**Task:** Where the line containing "let xs: Vec<f64> = window" appears in the records below, begin there and write out each line exactly until the last one, and nothing more.

Saved data entries:

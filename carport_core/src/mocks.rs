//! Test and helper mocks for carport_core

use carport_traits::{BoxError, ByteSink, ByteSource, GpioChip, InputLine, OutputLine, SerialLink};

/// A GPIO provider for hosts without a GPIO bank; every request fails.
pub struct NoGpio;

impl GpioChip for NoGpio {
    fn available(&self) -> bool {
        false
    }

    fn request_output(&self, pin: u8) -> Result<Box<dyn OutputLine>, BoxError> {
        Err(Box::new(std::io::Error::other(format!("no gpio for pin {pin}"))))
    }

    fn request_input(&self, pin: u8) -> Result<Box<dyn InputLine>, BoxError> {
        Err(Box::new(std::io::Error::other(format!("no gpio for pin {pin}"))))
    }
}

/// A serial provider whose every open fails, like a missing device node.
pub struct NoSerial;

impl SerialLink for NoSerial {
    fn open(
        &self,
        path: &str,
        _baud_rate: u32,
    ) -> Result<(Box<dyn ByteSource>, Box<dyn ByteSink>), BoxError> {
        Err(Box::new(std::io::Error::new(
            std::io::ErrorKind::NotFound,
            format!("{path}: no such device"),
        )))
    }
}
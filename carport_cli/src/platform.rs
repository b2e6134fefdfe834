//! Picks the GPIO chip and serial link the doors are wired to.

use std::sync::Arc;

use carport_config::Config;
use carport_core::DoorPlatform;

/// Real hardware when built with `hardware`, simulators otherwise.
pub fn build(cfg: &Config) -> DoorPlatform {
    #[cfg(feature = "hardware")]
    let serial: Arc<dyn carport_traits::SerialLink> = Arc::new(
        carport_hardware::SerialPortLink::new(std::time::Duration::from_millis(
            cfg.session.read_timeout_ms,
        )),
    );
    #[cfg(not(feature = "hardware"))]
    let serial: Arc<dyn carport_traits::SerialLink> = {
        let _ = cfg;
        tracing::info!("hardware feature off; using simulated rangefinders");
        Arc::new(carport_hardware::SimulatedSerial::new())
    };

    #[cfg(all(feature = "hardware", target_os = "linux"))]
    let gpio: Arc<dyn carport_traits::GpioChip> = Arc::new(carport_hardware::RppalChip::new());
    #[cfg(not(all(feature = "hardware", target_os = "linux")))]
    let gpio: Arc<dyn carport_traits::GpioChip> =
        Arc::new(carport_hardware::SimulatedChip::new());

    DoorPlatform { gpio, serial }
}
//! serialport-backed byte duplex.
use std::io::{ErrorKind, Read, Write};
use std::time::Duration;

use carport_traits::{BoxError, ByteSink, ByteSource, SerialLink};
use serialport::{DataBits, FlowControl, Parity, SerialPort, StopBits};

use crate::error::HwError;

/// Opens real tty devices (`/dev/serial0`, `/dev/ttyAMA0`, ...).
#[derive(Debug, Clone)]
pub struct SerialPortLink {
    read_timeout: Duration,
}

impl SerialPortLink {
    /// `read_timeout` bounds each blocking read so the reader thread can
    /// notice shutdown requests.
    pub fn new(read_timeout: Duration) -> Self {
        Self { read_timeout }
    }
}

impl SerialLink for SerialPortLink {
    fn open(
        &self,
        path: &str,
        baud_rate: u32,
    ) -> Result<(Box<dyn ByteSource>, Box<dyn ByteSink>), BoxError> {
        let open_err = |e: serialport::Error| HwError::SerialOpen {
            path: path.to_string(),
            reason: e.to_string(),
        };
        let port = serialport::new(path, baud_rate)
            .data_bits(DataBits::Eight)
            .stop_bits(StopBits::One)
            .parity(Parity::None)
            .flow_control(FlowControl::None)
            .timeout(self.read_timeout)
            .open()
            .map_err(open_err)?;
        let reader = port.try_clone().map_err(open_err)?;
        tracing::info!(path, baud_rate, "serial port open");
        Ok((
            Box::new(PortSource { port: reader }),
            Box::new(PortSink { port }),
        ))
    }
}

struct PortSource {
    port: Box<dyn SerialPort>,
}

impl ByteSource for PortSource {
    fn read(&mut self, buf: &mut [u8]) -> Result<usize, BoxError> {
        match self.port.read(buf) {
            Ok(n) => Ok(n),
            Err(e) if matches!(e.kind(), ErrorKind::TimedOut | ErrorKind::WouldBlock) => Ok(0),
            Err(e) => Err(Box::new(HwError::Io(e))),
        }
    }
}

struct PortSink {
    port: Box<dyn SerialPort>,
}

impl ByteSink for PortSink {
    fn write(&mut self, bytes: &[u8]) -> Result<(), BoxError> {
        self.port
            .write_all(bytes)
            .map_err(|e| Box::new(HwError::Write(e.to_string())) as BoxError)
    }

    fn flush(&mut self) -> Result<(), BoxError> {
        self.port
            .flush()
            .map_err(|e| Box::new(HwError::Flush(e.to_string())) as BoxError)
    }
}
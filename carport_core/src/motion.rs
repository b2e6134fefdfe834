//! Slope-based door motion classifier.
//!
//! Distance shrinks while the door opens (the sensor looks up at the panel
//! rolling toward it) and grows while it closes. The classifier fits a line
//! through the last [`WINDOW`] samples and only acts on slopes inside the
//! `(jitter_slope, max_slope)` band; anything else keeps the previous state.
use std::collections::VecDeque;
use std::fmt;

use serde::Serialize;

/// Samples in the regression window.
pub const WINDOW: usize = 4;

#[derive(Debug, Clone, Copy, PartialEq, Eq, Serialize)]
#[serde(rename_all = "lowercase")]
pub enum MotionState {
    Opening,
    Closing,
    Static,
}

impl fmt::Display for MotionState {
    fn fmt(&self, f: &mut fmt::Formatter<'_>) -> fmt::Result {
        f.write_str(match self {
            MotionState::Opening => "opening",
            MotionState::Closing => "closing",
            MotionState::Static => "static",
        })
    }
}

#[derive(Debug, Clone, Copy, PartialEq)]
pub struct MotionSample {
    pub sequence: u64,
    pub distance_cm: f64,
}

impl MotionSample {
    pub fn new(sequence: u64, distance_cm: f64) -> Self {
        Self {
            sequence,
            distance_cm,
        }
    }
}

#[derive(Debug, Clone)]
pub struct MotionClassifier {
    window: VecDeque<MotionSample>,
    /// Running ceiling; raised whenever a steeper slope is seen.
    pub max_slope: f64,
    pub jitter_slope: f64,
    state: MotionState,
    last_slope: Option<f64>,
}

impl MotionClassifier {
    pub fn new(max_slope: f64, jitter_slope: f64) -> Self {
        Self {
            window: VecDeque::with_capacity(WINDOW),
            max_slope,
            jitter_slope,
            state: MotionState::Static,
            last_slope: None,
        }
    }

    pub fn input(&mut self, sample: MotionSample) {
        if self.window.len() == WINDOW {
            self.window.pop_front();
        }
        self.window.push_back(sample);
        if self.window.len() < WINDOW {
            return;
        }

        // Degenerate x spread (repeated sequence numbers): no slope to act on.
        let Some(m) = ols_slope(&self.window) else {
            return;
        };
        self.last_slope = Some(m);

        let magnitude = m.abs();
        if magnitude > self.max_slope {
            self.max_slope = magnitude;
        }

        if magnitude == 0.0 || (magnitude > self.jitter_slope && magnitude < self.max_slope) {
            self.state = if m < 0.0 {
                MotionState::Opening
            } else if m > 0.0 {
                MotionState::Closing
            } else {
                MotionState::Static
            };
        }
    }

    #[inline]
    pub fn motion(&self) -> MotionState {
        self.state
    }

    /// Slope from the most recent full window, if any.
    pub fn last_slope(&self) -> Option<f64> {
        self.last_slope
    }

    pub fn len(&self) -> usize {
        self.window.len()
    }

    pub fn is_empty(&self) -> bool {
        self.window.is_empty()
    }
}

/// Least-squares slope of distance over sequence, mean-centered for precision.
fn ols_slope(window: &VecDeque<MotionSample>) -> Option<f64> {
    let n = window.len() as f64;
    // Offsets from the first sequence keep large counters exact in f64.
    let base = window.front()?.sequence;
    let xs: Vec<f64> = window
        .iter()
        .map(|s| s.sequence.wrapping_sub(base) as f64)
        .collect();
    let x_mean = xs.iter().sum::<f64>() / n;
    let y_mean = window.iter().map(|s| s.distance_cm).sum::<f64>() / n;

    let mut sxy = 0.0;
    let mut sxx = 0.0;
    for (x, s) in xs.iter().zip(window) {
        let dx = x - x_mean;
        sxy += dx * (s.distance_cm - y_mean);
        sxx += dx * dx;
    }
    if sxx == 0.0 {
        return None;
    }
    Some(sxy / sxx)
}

**Response:**
    let xs: Vec<f64> = window
        .iter()
        .map(|s| s.sequence.wrapping_sub(base) as f64)
        .collect();
    let x_mean = xs.iter().sum::<f64>() / n;
    let y_mean = window.iter().map(|s| s.distance_cm).sum::<f64>() / n;

    let mut sxy = 0.0;
    let mut sxx = 0.0;
    for (x, s) in xs.iter().zip(window) {
        let dx = x - x_mean;
        sxy += dx * (s.distance_cm - y_mean);
        sxx += dx * dx;
    }
    if sxx == 0.0 {
        return None;
    }
    Some(sxy / sxx)
}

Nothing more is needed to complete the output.